Segment Start: Data extract

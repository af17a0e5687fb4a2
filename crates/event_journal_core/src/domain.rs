//! crates/event_journal_core/src/domain.rs
//!
//! Defines the pure, core data structures for the application.
//! These structs are independent of any database or serialization format
//! beyond plain serde derives for the API surface.

use chrono::{DateTime, Duration, Utc};
use serde::{Deserialize, Serialize};
use uuid::Uuid;

/// Category assigned to events created without one.
pub const DEFAULT_CATEGORY: &str = "未分类";

/// Importance assigned to events created without one.
pub const DEFAULT_IMPORTANCE: i32 = 3;

/// Lifecycle status of an event. Closure is one-way: no operation in the
/// system transitions an event back to `Ongoing`.
#[derive(Debug, Clone, Copy, PartialEq, Eq, Serialize, Deserialize)]
#[serde(rename_all = "lowercase")]
pub enum EventStatus {
    Ongoing,
    Closed,
}

impl EventStatus {
    pub fn as_str(&self) -> &'static str {
        match self {
            EventStatus::Ongoing => "ongoing",
            EventStatus::Closed => "closed",
        }
    }

    pub fn parse(s: &str) -> Option<Self> {
        match s {
            "ongoing" => Some(EventStatus::Ongoing),
            "closed" => Some(EventStatus::Closed),
            _ => None,
        }
    }

    /// Human-readable label used in exports.
    pub fn label(&self) -> &'static str {
        match self {
            EventStatus::Ongoing => "进行中",
            EventStatus::Closed => "已闭环",
        }
    }
}

/// A tracked topic with an ongoing/closed lifecycle.
///
/// Invariant: `summary` is populated only once `status` is `Closed`.
#[derive(Debug, Clone, Serialize)]
pub struct Event {
    pub id: Uuid,
    pub user_id: Uuid,
    pub title: String,
    pub description: Option<String>,
    pub category: String,
    pub status: EventStatus,
    pub importance: i32,
    pub summary: Option<String>,
    pub created_at: DateTime<Utc>,
    pub updated_at: DateTime<Utc>,
}

/// A timestamped progress entry attached to an event, carrying both the raw
/// user text and the AI-normalized version of it.
#[derive(Debug, Clone, Serialize)]
pub struct EventRecord {
    pub id: Uuid,
    pub event_id: Uuid,
    pub original_content: String,
    pub ai_summary: String,
    pub created_at: DateTime<Utc>,
}

impl EventRecord {
    /// The text a reader should see: the normalized summary when the AI
    /// produced one, the raw content otherwise.
    pub fn display_text(&self) -> &str {
        if self.ai_summary.trim().is_empty() {
            &self.original_content
        } else {
            &self.ai_summary
        }
    }
}

/// An event together with its full ordered record list.
#[derive(Debug, Clone, Serialize)]
pub struct EventWithRecords {
    #[serde(flatten)]
    pub event: Event,
    pub records: Vec<EventRecord>,
    pub record_count: usize,
}

impl EventWithRecords {
    pub fn new(event: Event, records: Vec<EventRecord>) -> Self {
        let record_count = records.len();
        Self {
            event,
            records,
            record_count,
        }
    }
}

/// Account role. The first registrant becomes an admin via a database
/// trigger; everyone after that starts as a plain user.
#[derive(Debug, Clone, Copy, PartialEq, Eq, Serialize, Deserialize)]
#[serde(rename_all = "lowercase")]
pub enum Role {
    User,
    Admin,
}

impl Role {
    pub fn as_str(&self) -> &'static str {
        match self {
            Role::User => "user",
            Role::Admin => "admin",
        }
    }

    pub fn parse(s: &str) -> Option<Self> {
        match s {
            "user" => Some(Role::User),
            "admin" => Some(Role::Admin),
            _ => None,
        }
    }
}

/// Public profile of an account. `id` equals the auth user id.
#[derive(Debug, Clone, Serialize)]
pub struct Profile {
    pub id: Uuid,
    pub username: String,
    pub role: Role,
    pub created_at: DateTime<Utc>,
}

// Only used internally for login/signup - contains sensitive data
#[derive(Debug, Clone)]
pub struct UserCredentials {
    pub user_id: Uuid,
    pub username: String,
    pub hashed_password: String,
}

// Represents a browser login session (auth cookie)
#[derive(Debug, Clone)]
pub struct AuthSession {
    pub id: String,
    pub user_id: Uuid,
    pub expires_at: DateTime<Utc>,
}

impl AuthSession {
    /// Issues a fresh session for a user: a random id, expiring
    /// `valid_days` after `now`.
    pub fn issue(user_id: Uuid, now: DateTime<Utc>, valid_days: i64) -> Self {
        Self {
            id: Uuid::new_v4().to_string(),
            user_id,
            expires_at: now + Duration::days(valid_days),
        }
    }
}

/// Per-user event counts, computed from a single read.
#[derive(Debug, Clone, Copy, Default, Serialize)]
pub struct EventStats {
    pub total: usize,
    pub ongoing: usize,
    pub closed: usize,
}

/// Input for creating an event. Missing category/importance fall back to
/// [`DEFAULT_CATEGORY`] and [`DEFAULT_IMPORTANCE`].
#[derive(Debug, Clone, Deserialize)]
pub struct NewEvent {
    pub title: String,
    pub description: Option<String>,
    pub category: Option<String>,
    pub importance: Option<i32>,
}

/// Partial update of an event; `None` fields are left untouched.
#[derive(Debug, Clone, Default, Deserialize)]
pub struct EventPatch {
    pub title: Option<String>,
    pub description: Option<String>,
    pub category: Option<String>,
    pub importance: Option<i32>,
    pub status: Option<EventStatus>,
    pub summary: Option<String>,
}

/// Input for appending a progress record to an event.
#[derive(Debug, Clone)]
pub struct NewEventRecord {
    pub event_id: Uuid,
    pub original_content: String,
    pub ai_summary: String,
}

/// A flattened event as fed to the period summarization call.
#[derive(Debug, Clone, Serialize)]
pub struct PeriodEvent {
    pub title: String,
    pub description: Option<String>,
    pub category: String,
    pub status: EventStatus,
    pub importance: i32,
    pub created_at: DateTime<Utc>,
    pub updated_at: DateTime<Utc>,
    pub records: Vec<PeriodRecord>,
}

/// One progress entry inside a [`PeriodEvent`]: the AI summary when present,
/// the raw content otherwise.
#[derive(Debug, Clone, Serialize)]
pub struct PeriodRecord {
    pub text: String,
    pub created_at: DateTime<Utc>,
}

impl PeriodEvent {
    /// Flattens an event and its records into the shape the period
    /// summarizer consumes.
    pub fn from_event(source: &EventWithRecords) -> Self {
        Self {
            title: source.event.title.clone(),
            description: source.event.description.clone(),
            category: source.event.category.clone(),
            status: source.event.status,
            importance: source.event.importance,
            created_at: source.event.created_at,
            updated_at: source.event.updated_at,
            records: source
                .records
                .iter()
                .map(|r| PeriodRecord {
                    text: r.display_text().to_string(),
                    created_at: r.created_at,
                })
                .collect(),
        }
    }
}

#[cfg(test)]
mod tests {
    use super::*;

    fn record(original: &str, summary: &str) -> EventRecord {
        EventRecord {
            id: Uuid::new_v4(),
            event_id: Uuid::new_v4(),
            original_content: original.to_string(),
            ai_summary: summary.to_string(),
            created_at: Utc::now(),
        }
    }

    #[test]
    fn display_text_prefers_ai_summary() {
        assert_eq!(record("raw", "summary").display_text(), "summary");
    }

    #[test]
    fn display_text_falls_back_to_original() {
        assert_eq!(record("raw", "").display_text(), "raw");
        assert_eq!(record("raw", "   ").display_text(), "raw");
    }

    #[test]
    fn issued_sessions_expire_after_the_given_days() {
        let user_id = Uuid::new_v4();
        let now = Utc::now();
        let session = AuthSession::issue(user_id, now, 30);
        assert_eq!(session.user_id, user_id);
        assert_eq!(session.expires_at, now + Duration::days(30));

        let other = AuthSession::issue(user_id, now, 30);
        assert_ne!(session.id, other.id);
    }

    #[test]
    fn status_round_trips_through_strings() {
        assert_eq!(EventStatus::parse("ongoing"), Some(EventStatus::Ongoing));
        assert_eq!(EventStatus::parse("closed"), Some(EventStatus::Closed));
        assert_eq!(EventStatus::parse("reopened"), None);
        assert_eq!(EventStatus::Closed.as_str(), "closed");
    }
}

Segment End: Data extract

Prompt
Repeat each line above exactly as written.

The answer
repository af17a0e5687fb4a2
filename crates/event_journal_core/src/domain.rs
//! crates/event_journal_core/src/domain.rs
//!
//! Defines the pure, core data structures for the application.
//! These structs are independent of any database or serialization format
//! beyond plain serde derives for the API surface.

use chrono::{DateTime, Duration, Utc};
use serde::{Deserialize, Serialize};
use uuid::Uuid;

/// Category assigned to events created without one.
pub const DEFAULT_CATEGORY: &str = "未分类";

/// Importance assigned to events created without one.
pub const DEFAULT_IMPORTANCE: i32 = 3;

/// Lifecycle status of an event. Closure is one-way: no operation in the
/// system transitions an event back to `Ongoing`.
#[derive(Debug, Clone, Copy, PartialEq, Eq, Serialize, Deserialize)]
#[serde(rename_all = "lowercase")]
pub enum EventStatus {
    Ongoing,
    Closed,
}

impl EventStatus {
    pub fn as_str(&self) -> &'static str {
        match self {
            EventStatus::Ongoing => "ongoing",
            EventStatus::Closed => "closed",
        }
    }

    pub fn parse(s: &str) -> Option<Self> {
        match s {
            "ongoing" => Some(EventStatus::Ongoing),
            "closed" => Some(EventStatus::Closed),
            _ => None,
        }
    }

    /// Human-readable label used in exports.
    pub fn label(&self) -> &'static str {
        match self {
            EventStatus::Ongoing => "进行中",
            EventStatus::Closed => "已闭环",
        }
    }
}

/// A tracked topic with an ongoing/closed lifecycle.
///
/// Invariant: `summary` is populated only once `status` is `Closed`.
#[derive(Debug, Clone, Serialize)]
pub struct Event {
    pub id: Uuid,
    pub user_id: Uuid,
    pub title: String,
    pub description: Option<String>,
    pub category: String,
    pub status: EventStatus,
    pub importance: i32,
    pub summary: Option<String>,
    pub created_at: DateTime<Utc>,
    pub updated_at: DateTime<Utc>,
}

/// A timestamped progress entry attached to an event, carrying both the raw
/// user text and the AI-normalized version of it.
#[derive(Debug, Clone, Serialize)]
pub struct EventRecord {
    pub id: Uuid,
    pub event_id: Uuid,
    pub original_content: String,
    pub ai_summary: String,
    pub created_at: DateTime<Utc>,
}

impl EventRecord {
    /// The text a reader should see: the normalized summary when the AI
    /// produced one, the raw content otherwise.
    pub fn display_text(&self) -> &str {
        if self.ai_summary.trim().is_empty() {
            &self.original_content
        } else {
            &self.ai_summary
        }
    }
}

/// An event together with its full ordered record list.
#[derive(Debug, Clone, Serialize)]
pub struct EventWithRecords {
    #[serde(flatten)]
    pub event: Event,
    pub records: Vec<EventRecord>,
    pub record_count: usize,
}

impl EventWithRecords {
    pub fn new(event: Event, records: Vec<EventRecord>) -> Self {
        let record_count = records.len();
        Self {
            event,
            records,
            record_count,
        }
    }
}

/// Account role. The first registrant becomes an admin via a database
/// trigger; everyone after that starts as a plain user.
#[derive(Debug, Clone, Copy, PartialEq, Eq, Serialize, Deserialize)]
#[serde(rename_all = "lowercase")]
pub enum Role {
    User,
    Admin,
}

impl Role {
    pub fn as_str(&self) -> &'static str {
        match self {
            Role::User => "user",
            Role::Admin => "admin",
        }
    }

    pub fn parse(s: &str) -> Option<Self> {
        match s {
            "user" => Some(Role::User),
            "admin" => Some(Role::Admin),
            _ => None,
        }
    }
}

/// Public profile of an account. `id` equals the auth user id.
#[derive(Debug, Clone, Serialize)]
pub struct Profile {
    pub id: Uuid,
    pub username: String,
    pub role: Role,
    pub created_at: DateTime<Utc>,
}

// Only used internally for login/signup - contains sensitive data
#[derive(Debug, Clone)]
pub struct UserCredentials {
    pub user_id: Uuid,
    pub username: String,
    pub hashed_password: String,
}

// Represents a browser login session (auth cookie)
#[derive(Debug, Clone)]
pub struct AuthSession {
    pub id: String,
    pub user_id: Uuid,
    pub expires_at: DateTime<Utc>,
}

impl AuthSession {
    /// Issues a fresh session for a user: a random id, expiring
    /// `valid_days` after `now`.
    pub fn issue(user_id: Uuid, now: DateTime<Utc>, valid_days: i64) -> Self {
        Self {
            id: Uuid::new_v4().to_string(),
            user_id,
            expires_at: now + Duration::days(valid_days),
        }
    }
}

/// Per-user event counts, computed from a single read.
#[derive(Debug, Clone, Copy, Default, Serialize)]
pub struct EventStats {
    pub total: usize,
    pub ongoing: usize,
    pub closed: usize,
}

/// Input for creating an event. Missing category/importance fall back to
/// [`DEFAULT_CATEGORY`] and [`DEFAULT_IMPORTANCE`].
#[derive(Debug, Clone, Deserialize)]
pub struct NewEvent {
    pub title: String,
    pub description: Option<String>,
    pub category: Option<String>,
    pub importance: Option<i32>,
}

/// Partial update of an event; `None` fields are left untouched.
#[derive(Debug, Clone, Default, Deserialize)]
pub struct EventPatch {
    pub title: Option<String>,
    pub description: Option<String>,
    pub category: Option<String>,
    pub importance: Option<i32>,
    pub status: Option<EventStatus>,
    pub summary: Option<String>,
}

/// Input for appending a progress record to an event.
#[derive(Debug, Clone)]
pub struct NewEventRecord {
    pub event_id: Uuid,
    pub original_content: String,
    pub ai_summary: String,
}

/// A flattened event as fed to the period summarization call.
#[derive(Debug, Clone, Serialize)]
pub struct PeriodEvent {
    pub title: String,
    pub description: Option<String>,
    pub category: String,
    pub status: EventStatus,
    pub importance: i32,
    pub created_at: DateTime<Utc>,
    pub updated_at: DateTime<Utc>,
    pub records: Vec<PeriodRecord>,
}

/// One progress entry inside a [`PeriodEvent`]: the AI summary when present,
/// the raw content otherwise.
#[derive(Debug, Clone, Serialize)]
pub struct PeriodRecord {
    pub text: String,
    pub created_at: DateTime<Utc>,
}

impl PeriodEvent {
    /// Flattens an event and its records into the shape the period
    /// summarizer consumes.
    pub fn from_event(source: &EventWithRecords) -> Self {
        Self {
            title: source.event.title.clone(),
            description: source.event.description.clone(),
            category: source.event.category.clone(),
            status: source.event.status,
            importance: source.event.importance,
            created_at: source.event.created_at,
            updated_at: source.event.updated_at,
            records: source
                .records
                .iter()
                .map(|r| PeriodRecord {
                    text: r.display_text().to_string(),
                    created_at: r.created_at,
                })
                .collect(),
        }
    }
}

#[cfg(test)]
mod tests {
    use super::*;

    fn record(original: &str, summary: &str) -> EventRecord {
        EventRecord {
            id: Uuid::new_v4(),
            event_id: Uuid::new_v4(),
            original_content: original.to_string(),
            ai_summary: summary.to_string(),
            created_at: Utc::now(),
        }
    }

    #[test]
    fn display_text_prefers_ai_summary() {
        assert_eq!(record("raw", "summary").display_text(), "summary");
    }

    #[test]
    fn display_text_falls_back_to_original() {
        assert_eq!(record("raw", "").display_text(), "raw");
        assert_eq!(record("raw", "   ").display_text(), "raw");
    }

    #[test]
    fn issued_sessions_expire_after_the_given_days() {
        let user_id = Uuid::new_v4();
        let now = Utc::now();
        let session = AuthSession::issue(user_id, now, 30);
        assert_eq!(session.user_id, user_id);
        assert_eq!(session.expires_at, now + Duration::days(30));

        let other = AuthSession::issue(user_id, now, 30);
        assert_ne!(session.id, other.id);
    }

    #[test]
    fn status_round_trips_through_strings() {
        assert_eq!(EventStatus::parse("ongoing"), Some(EventStatus::Ongoing));
        assert_eq!(EventStatus::parse("closed"), Some(EventStatus::Closed));
        assert_eq!(EventStatus::parse("reopened"), None);
        assert_eq!(EventStatus::Closed.as_str(), "closed");
    }
}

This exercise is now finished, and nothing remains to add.